#### Extracted material

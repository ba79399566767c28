//! JWT authentication middleware.
//!
//! Validates the `Authorization: Bearer <token>` header, resolves the user
//! behind it (object cache first, storage on a miss) and stores the full
//! `Usuario` in the request extensions for downstream handlers.
//!
//! Users with estatus BAJA are rejected even when their token is still
//! formally valid.

use std::{rc::Rc, sync::Arc};

use actix_service::{Service, Transform};
use actix_web::{
    Error, HttpMessage, HttpResponse,
    body::EitherBody,
    dev::{ServiceRequest, ServiceResponse},
    http::StatusCode,
};
use futures_util::future::{LocalBoxFuture, Ready, ready};
use tracing::{debug, info};

use crate::cache::{CacheResult, ObjectCache};
use crate::config::AppConfig;
use crate::middlewares::create_error_response;
use crate::models::ErrorCode;
use crate::models::users::entities::{Estatus, Usuario, UserRole};
use crate::storage::Storage;

const BEARER_PREFIX: &str = "Bearer ";
const AUTHORIZATION_HEADER: &str = "Authorization";

#[derive(Clone)]
pub struct RequireJWT;

async fn extract_and_validate_jwt(req: &ServiceRequest) -> Result<Usuario, String> {
    let token = req
        .headers()
        .get(AUTHORIZATION_HEADER)
        .and_then(|h| h.to_str().ok())
        .and_then(|s| s.strip_prefix(BEARER_PREFIX))
        .ok_or_else(|| "Missing or invalid Authorization header".to_string())?;

    crate::utils::jwt::JwtUtils::verify_access_token(token).map_err(|err| {
        info!("JWT token validation failed: {}", err);
        "Invalid JWT token".to_string()
    })?;

    let cache = req
        .app_data::<actix_web::web::Data<Arc<dyn ObjectCache>>>()
        .expect("Cache not found in app data")
        .get_ref()
        .clone();

    match cache.get_raw(&format!("user:{token}")).await {
        CacheResult::Found(json) => match serde_json::from_str::<Usuario>(&json) {
            Ok(usuario) => return Ok(usuario),
            Err(_) => {
                cache.remove(&format!("user:{token}")).await;
                info!("Failed to deserialize user from cache for token: {}", token);
            }
        },
        _ => {
            debug!("User not found in cache for token: {}", token);
        }
    };

    let storage = req
        .app_data::<actix_web::web::Data<Arc<dyn Storage>>>()
        .expect("Storage not found in app data")
        .get_ref()
        .clone();

    let claims = crate::utils::jwt::JwtUtils::decode_token(token).map_err(|err| {
        info!("Failed to decode JWT token: {}", err);
        "Invalid JWT token format".to_string()
    })?;

    let user_id = claims
        .sub
        .parse::<i64>()
        .map_err(|_| "Invalid user ID in JWT".to_string())?;

    let usuario = storage
        .get_user_by_id(user_id)
        .await
        .map_err(|_| "Failed to retrieve user from storage".to_string())?
        .ok_or_else(|| "User not found".to_string())?;

    if usuario.estatus == Estatus::Baja {
        return Err("User has been deregistered".to_string());
    }

    let app_config = AppConfig::get();
    if let Ok(user_json) = serde_json::to_string(&usuario) {
        cache
            .insert_raw(
                format!("user:{token}"),
                user_json,
                app_config.cache.default_ttl,
            )
            .await;
    }

    Ok(usuario)
}

impl<S, B> Transform<S, ServiceRequest> for RequireJWT
where
    S: Service<ServiceRequest, Response = ServiceResponse<B>, Error = Error> + 'static,
    B: 'static,
{
    type Response = ServiceResponse<EitherBody<B>>;
    type Error = Error;
    type InitError = ();
    type Transform = RequireJWTMiddleware<S>;
    type Future = Ready<Result<Self::Transform, Self::InitError>>;

    fn new_transform(&self, service: S) -> Self::Future {
        ready(Ok(RequireJWTMiddleware {
            service: Rc::new(service),
        }))
    }
}

pub struct RequireJWTMiddleware<S> {
    service: Rc<S>,
}

impl<S, B> Service<ServiceRequest> for RequireJWTMiddleware<S>
where
    S: Service<ServiceRequest, Response = ServiceResponse<B>, Error = Error> + 'static,
    B: 'static,
{
    type Response = ServiceResponse<EitherBody<B>>;
    type Error = Error;
    type Future = LocalBoxFuture<'static, Result<Self::Response, Self::Error>>;

    fn poll_ready(
        &self,
        ctx: &mut std::task::Context<'_>,
    ) -> std::task::Poll<Result<(), Self::Error>> {
        self.service.poll_ready(ctx)
    }

    fn call(&self, req: ServiceRequest) -> Self::Future {
        let srv = self.service.clone();
        Box::pin(async move {
            if req.method() == actix_web::http::Method::OPTIONS {
                return Ok(req.into_response(
                    HttpResponse::NoContent().finish().map_into_right_body(),
                ));
            }

            match extract_and_validate_jwt(&req).await {
                Ok(usuario) => {
                    debug!("JWT authentication successful for ID: {}", usuario.id);
                    req.extensions_mut().insert(usuario);
                    let res = srv.call(req).await?.map_into_left_body();
                    Ok(res)
                }
                Err(err) => {
                    info!(
                        "JWT authentication failed for request to {}: {}",
                        req.path(),
                        err
                    );
                    Ok(req.into_response(
                        create_error_response(
                            StatusCode::UNAUTHORIZED,
                            ErrorCode::Unauthorized,
                            &format!("Unauthorized: {err}"),
                        )
                        .map_into_right_body(),
                    ))
                }
            }
        })
    }
}

impl RequireJWT {
    /// Extracts the authenticated user placed in the request extensions by
    /// this middleware.
    pub fn extract_user(req: &actix_web::HttpRequest) -> Option<Usuario> {
        req.extensions().get::<Usuario>().cloned()
    }

    pub fn extract_user_id(req: &actix_web::HttpRequest) -> Option<i64> {
        req.extensions().get::<Usuario>().map(|u| u.id)
    }

    pub fn extract_user_role(req: &actix_web::HttpRequest) -> Option<UserRole> {
        req.extensions().get::<Usuario>().map(|u| u.rol.clone())
    }
}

########

What is required: Using the entries, return every line where the word "call" can be found.

Answer for this exercise:
    fn call(&self, req: ServiceRequest) -> Self::Future {
                    let res = srv.call(req).await?.map_into_left_body();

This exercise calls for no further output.